Threat to freedom

To the editor:

I am writing to urge congressional investigations and hearings into our government’s actions in the attempted overthrow of the democratically elected government of Venezuela President Hugo Chavez.

I thought our government was in the business of promoting democracy and fair elections, but after reading news accounts of the attempted coup in the New York Times and the Guardian, I am dismayed and disgusted with the reported actions of members of the Pentagon and Bush administration. While at this point, there is no direct evidence that the president was involved, should congressional action uncover wrongdoing that leads to the top, I believe a special prosecutor should be called into action.

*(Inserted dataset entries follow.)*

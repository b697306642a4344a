//! ONU roster

use serde::{Deserialize, Serialize};

use super::{OnuAction, Roster};
use crate::domain::{seed, Onu};
use crate::notifications::Event;

/// Owns the subscriber terminals in creation order.
///
/// Field rules (PPPoE credentials, WLAN password) are checked by the
/// configuration form before it dispatches; the store itself takes any
/// well-typed record.
#[derive(Debug, Clone, Default, Serialize, Deserialize)]
pub struct OnuStore {
    onus: Roster<Onu>,
}

impl OnuStore {
    pub fn seeded() -> Self {
        Self::with_onus(seed::onus())
    }

    pub fn with_onus(onus: Vec<Onu>) -> Self {
        Self {
            onus: Roster::new(onus),
        }
    }

    pub fn onus(&self) -> &[Onu] {
        self.onus.items()
    }

    pub fn get(&self, id: &str) -> Option<&Onu> {
        self.onus.get(id)
    }

    pub fn revision(&self) -> u64 {
        self.onus.revision()
    }

    pub fn add(&mut self, onu: Onu) {
        self.onus.push(onu);
    }

    pub fn update(&mut self, onu: Onu) -> bool {
        self.onus.replace(onu)
    }

    pub fn delete(&mut self, id: &str) -> bool {
        self.onus.remove(id)
    }

    /// ONUs whose owning OLT is no longer in `olts`.
    pub fn orphans<'a>(&'a self, olts: &'a [crate::domain::Olt]) -> impl Iterator<Item = &'a Onu> {
        self.onus
            .items()
            .iter()
            .filter(move |onu| !olts.iter().any(|olt| olt.id == onu.olt_id))
    }

    pub(crate) fn reduce(&mut self, action: OnuAction) -> Option<Event> {
        match action {
            OnuAction::Add(onu) => {
                let onu_id = onu.id.clone();
                self.add(onu);
                Some(Event::OnuAdded { onu_id })
            }
            OnuAction::Update(onu) => {
                let onu_id = onu.id.clone();
                self.update(onu).then_some(Event::OnuUpdated { onu_id })
            }
            OnuAction::Delete(onu_id) => self
                .delete(&onu_id)
                .then_some(Event::OnuDeleted { onu_id }),
        }
    }
}

#[cfg(test)]
mod tests {
    use super::*;
    use crate::application::stores::OltStore;
    use crate::domain::OnuMode;

    #[test]
    fn store_accepts_records_that_break_form_rules() {
        let mut store = OnuStore::seeded();
        let mut onu = store.get("2").cloned().unwrap();
        onu.mode = OnuMode::Pppoe;
        onu.pppoe_username = None;

        assert!(store.update(onu));
        assert!(!store.get("2").unwrap().credentials_consistent());
    }

    // Deleting an OLT does not cascade: its ONUs stay, still carrying the
    // old OLT name.
    #[test]
    fn olt_delete_leaves_orphans_with_stale_name() {
        let mut olts = OltStore::seeded();
        let onus = OnuStore::seeded();
        olts.delete("2");

        let orphans: Vec<&Onu> = onus.orphans(olts.olts()).collect();
        assert_eq!(orphans.len(), 1);
        assert_eq!(orphans[0].id, "3");
        assert_eq!(orphans[0].olt_name, "OLT-West-02");
    }

    #[test]
    fn reduce_add_then_delete() {
        let mut store = OnuStore::default();
        let onu = seed::onus().remove(0);
        assert_eq!(
            store.reduce(OnuAction::Add(onu)),
            Some(Event::OnuAdded { onu_id: "1".into() })
        );
        assert_eq!(
            store.reduce(OnuAction::Delete("1".into())),
            Some(Event::OnuDeleted { onu_id: "1".into() })
        );
        assert!(store.onus().is_empty());
        assert_eq!(store.revision(), 2);
    }
}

It is also shocking to discover that Eliot Abrams, a convicted felon in the Reagan administration’s Iran Contra scandal (and who was pardoned by former President George Herbert Walker Bush), and two other former Reagan officials, John Negoponte and Otto Reich, who had reported ties to right-wing death squads, still work at the White House. How do these people get jobs in our government, not to mention working in the White House on affairs in Latin America.

In summary, supporting clandestine coups of legitimately elected governments should not be the business of the U.S. government, the “War on Terror” notwithstanding. I hope you will join with me and call for congressional inquiries and hearings, and, if necessary, a special prosecutor, to look into these threats to democracy, freedom and liberty.